Do we need to rethink our concept of giving?
Throughout the centuries, people of God have been encouraged to give back to God. It intuitively feels like the right thing to do - God has given us his blessings and we give back in return. This particular discipline is called tithing. The command in times past was to give ten percent of whatever you had back to God. In those days, it meant material goods, but it also included money. Over time, with wealth not being counted by the number of animals one had or the amount of agriculture one harvested, monetary giving became the norm.
Thus, in the matter of giving back to God, ten percent of one’s money became standard. In the New Testament, of course, the concept of the ten percent tithe is not commanded. Instead, just as a child would give without limit (and without keeping tabs) to his parents, so also, we are to give whatever we can to our Father in Heaven.
Yet money is not the only possession we have. Money is not the only gift that God has given us. We also have an objective and a subjective gift available to us – time and energy. Though we talk about giving money to God, we rarely ever emphasize the giving of time and energy to God.
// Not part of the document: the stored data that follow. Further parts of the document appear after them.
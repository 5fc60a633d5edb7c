//! cast-core: shared domain types for CornerCast.
//!
//! This crate is the leaf of the workspace: it contains the tolerant PSS
//! frame decoder, the single-writer match state aggregator, and the bounded
//! event log.  It has no async runtime dependency so it can be exercised from
//! plain unit tests and reused by any front end.

pub mod log;
pub mod protocol;
pub mod state;

pub use protocol::events::{Athlete, DecodedEvent, EventKind};
pub use protocol::frame::{decode_frame, DecodeError};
Doesn’t God deserve our time and energy just as we give Him our money? (Of course, there are numerous people that could care less about giving God money either). How good of a parent would one be if they gave money to their kids but did not spend a single minute or spend an ounce of energy on them? We would rightly conclude that they are less than adequate parents. If you are a good father or mother, you will spend time with your kids, energy for your kids, and, of course, spend money on your kids. Needless to say, there are many people who, having received good gifts from God would obediently choose to give money to God, but unwittingly never think of giving God their time or energy.
Even if we went by the ancient rules, ten percent giving to God would be a definite 2 hours and 24 minutes every day and an arbitrary amount of energy in a day.
[For a couple of sermons on investment including time, money and effort, see here:
But I want to take this further.
Is it fair for us to base our giving on ancient rules?
Let me examine this under each category:
When I was a kid, since we stayed just outside the city limits, we did not have running water. For a few years, we had to get water for our daily use from outside. My brothers and I would spend about one and a half hours every day after school to get water for the house. Today, simply by having running water, I have saved 90 minutes every day and have that time available for use.
Living a normal life in the past occupied a large amount of time. For example, the mode of travel in the distant past (during the time of Jesus, for instance) was walking. Getting from point A to point B would take hours and days. Everything took time to do. Today, because of the progress of living, we have many extra hours every week to do whatever we please to do.
In the past when people didn’t have resources that we enjoy today, they used their energy for basic living. I remember visiting my grandparents’ home in rural Kerala, India during our summers hols. They used to gather and stack firewood to make food. Making food to sustain the family was a task that required a lot of effort. There would be several people involved to ensure that three full meals were placed on the table. Getting the water, chopping the firewood, bringing the raw food materials, and then cooking it with rudimentary equipment. Just in the matter of food, with the increased amenities today we have lots of energy to spare. Think of all the other ways that we are saving our energy for basic living.
Most of the people during Bible times that gave their money to God came from poverty-stricken cultures and backgrounds. Yet, they freely gave.
Acts 2:44 All the believers were together and had everything in common. 45 They sold property and possessions to give to anyone who had need.
Most of the common people living today live in significant wealth when compared to the common people in the Bible (even if we adjust for inflation and the cost of living). Yet, in terms of giving, we give the same percentage back to God. True, giving a percentage means that you are giving proportionally more to God. But it is also true that we have proportionally more money available for personal use with the remaining 90% than someone who lived in the first century. (or 2000 BC, for that matter).
What do we do with the extra time, money, and energy that we have saved due to the advancement and amenities of life? Our giving today does not account for the resources saved due to life advancement. We use the extra on ourselves. We have bought more things, spend our lives on getting more activities and spend our time on vacuous things that have minimal eternal value. And then, probably inadvertently, we continue to pat ourselves on our backs since we are giving God the amount that we think will pacify Him.
[For a sermon on Money, see here:
I suggest that with the proportional gain in time, money, and effort that we have today, rather than spending it on temporal idiosyncratic wants, we should invest it back into God’s service that has eternal value. Not because we have to, but because we want to, because we love Him, because He has given us everything already and because we would rather invest our resources on eternal things rather than temporary fleeting lures.
As GK Chesterton said, "If my children wake up on Christmas morning and thank Santa for the gifts in their stockings, do I have no one to thank for putting two feet into mine?"
Then maybe we will change from comfort giving to sacrificial giving.